Inflammation represents a key factor connecting aging, cardiovascular disease and gut health. Epigenetics regulation and mitochondrial homeostasis play a pivotal role in this interplay. A healthy, balanced diet has been hypothesized to counteract chronic inflammation supporting healthy aging. Thus, the aim of this doctoral thesis was to investigate the transcriptomic, epigenetic and mitochondrial mechanisms characterizing inflammation, focusing on the responses to nutritional bioactive molecules, aging and cardiovascular disease (CVD). The main research objective was to characterize the molecular effects of Mela Rosa Marchigiana callus extract (MRME) using an in vitro model of cellular senescence. Interestingly, transcriptomic analysis revealed that MRME downregulates the expression of inflammaging genes while genome wide DNA methylation analysis showed that this mechanism was independent of DNA methylation. Then, given that cell-free mitochondrial DNA has been suggested to have an inflammatory effect, and since inflammaging is one of the main factors underpinning the development of CVD, the second research objective was to quantify mitochondrial DNA copy number (mtDNAcn) in circulating cell-free DNA and extracellular vesicles (EVs) by comparing healthy subjects and patients with CVD in order to assess whether it is altered in the disease and whether it may serve as a predictive biomarker of CVD. Interestingly, comparing healthy controls with CVD patients the mtDNAcn carried by EVs was higher in case of CVD suggesting that it may have an active role in the disease with potential pro-inflammatory effect.
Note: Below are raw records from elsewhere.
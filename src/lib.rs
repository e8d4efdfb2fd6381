/// Use mimalloc as the global allocator.
/// Faster than glibc malloc for the many small allocations a line sort does,
/// with better thread-local caching and reduced fragmentation.
#[global_allocator]
static GLOBAL: mimalloc::MiMalloc = mimalloc::MiMalloc;

pub mod common;
pub mod logging;
pub mod sort;
//! The read–sort–write pipeline.
//!
//! The whole input is loaded into one contiguous buffer, line spans are
//! indexed, and the index vector is stably sorted by each line's key. Spans
//! include their terminators and are written back verbatim, so the output
//! is a byte-for-byte permutation of the input.

use std::fs::File;
use std::io::{self, BufWriter, IoSlice, Write};
use std::path::{Path, PathBuf};

use thiserror::Error;
use tracing::{debug, info};

use super::key::sort_key;
use crate::common::io::{IOV_BATCH, read_file, write_all_slices};
use crate::common::io_error_msg;

/// 4MB output buffer — reduces flush frequency for large logs.
const OUTPUT_BUF_SIZE: usize = 4 * 1024 * 1024;

/// Failure modes of the pipeline. Neither is caught or retried: a read
/// failure leaves any pre-existing output untouched, a write failure may
/// leave a partially written output behind.
#[derive(Debug, Error)]
pub enum SortError {
    /// The input log could not be opened or read.
    #[error("{}: {}", .path.display(), io_error_msg(.source))]
    ReadInput {
        path: PathBuf,
        #[source]
        source: io::Error,
    },

    /// The output file could not be created or written.
    #[error("{}: {}", .path.display(), io_error_msg(.source))]
    WriteOutput {
        path: PathBuf,
        #[source]
        source: io::Error,
    },
}

/// Counters from a completed run.
#[derive(Debug, Clone, Copy, PartialEq, Eq)]
pub struct SortStats {
    /// Number of lines written.
    pub lines: usize,
    /// Total bytes read (and written).
    pub bytes: usize,
}

/// Compute the byte span of every line in `data`, terminator included.
/// A final line without a trailing newline still gets a span; `\r` is an
/// ordinary byte and stays inside its line.
pub fn split_lines(data: &[u8]) -> Vec<(usize, usize)> {
    let mut spans = Vec::with_capacity(data.len() / 40 + 1);
    let mut start = 0usize;

    for pos in memchr::memchr_iter(b'\n', data) {
        spans.push((start, pos + 1));
        start = pos + 1;
    }
    if start < data.len() {
        spans.push((start, data.len()));
    }

    spans
}

/// Stable index sort of `spans` by each line's key.
///
/// Keys are pre-extracted once so comparisons touch only the key slices.
/// Equal keys keep their input order, which matters here: concurrent
/// writers routinely land inside the same millisecond.
pub fn sorted_order(data: &[u8], spans: &[(usize, usize)]) -> Vec<usize> {
    let keys: Vec<&[u8]> = spans.iter().map(|&(s, e)| sort_key(&data[s..e])).collect();

    let mut indices: Vec<usize> = (0..spans.len()).collect();
    indices.sort_by(|&a, &b| keys[a].cmp(keys[b]));
    indices
}

/// Emit the spans in sorted order using vectored writes straight from the
/// input buffer, with no per-line copies.
fn write_spans(
    data: &[u8],
    spans: &[(usize, usize)],
    order: &[usize],
    out: &mut impl Write,
) -> io::Result<()> {
    let mut slices: Vec<IoSlice<'_>> = Vec::with_capacity(order.len().min(IOV_BATCH));
    for &idx in order {
        let (s, e) = spans[idx];
        slices.push(IoSlice::new(&data[s..e]));
        if slices.len() >= IOV_BATCH {
            write_all_slices(out, &slices)?;
            slices.clear();
        }
    }
    if !slices.is_empty() {
        write_all_slices(out, &slices)?;
    }
    Ok(())
}

/// Sort the log at `input` into `output`.
///
/// Reads the whole input before touching the output path, stably sorts the
/// lines by their timestamp key, and overwrites `output` wholesale. The
/// multiset of lines is preserved exactly; only their order changes.
pub fn sort_file(input: &Path, output: &Path) -> Result<SortStats, SortError> {
    let buffer = read_file(input).map_err(|source| SortError::ReadInput {
        path: input.to_path_buf(),
        source,
    })?;
    let data: &[u8] = &buffer;

    let spans = split_lines(data);
    debug!(bytes = data.len(), lines = spans.len(), "input loaded");

    let order = sorted_order(data, &spans);

    // Input is fully in memory; only now is the output path opened.
    let write_err = |source| SortError::WriteOutput {
        path: output.to_path_buf(),
        source,
    };
    let file = File::create(output).map_err(write_err)?;
    let mut writer = BufWriter::with_capacity(OUTPUT_BUF_SIZE, file);
    write_spans(data, &spans, &order, &mut writer).map_err(write_err)?;
    writer.flush().map_err(write_err)?;

    info!(
        lines = spans.len(),
        path = %output.display(),
        "sorted log written"
    );

    Ok(SortStats {
        lines: spans.len(),
        bytes: data.len(),
    })
}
Finally, this research activity also contributed to the characterization of the role of gut microbiota-derived metabolite Trimethylamine (TMA) in promoting gut inflammation with a particular focus on investigating its effect on cell-free DNA released by intestinal epithelial cells exposed to the compound. Interestingly, TMA increased the release of cell free mtDNA in the extracellular milleu. Overall, the finding of this research contributed to further elucidate the complex interplay between inflammation, diet, aging and CVD, highlining new mechanism and diet derived compounds that could be promising candidates to be further studied to counteract age-related diseases.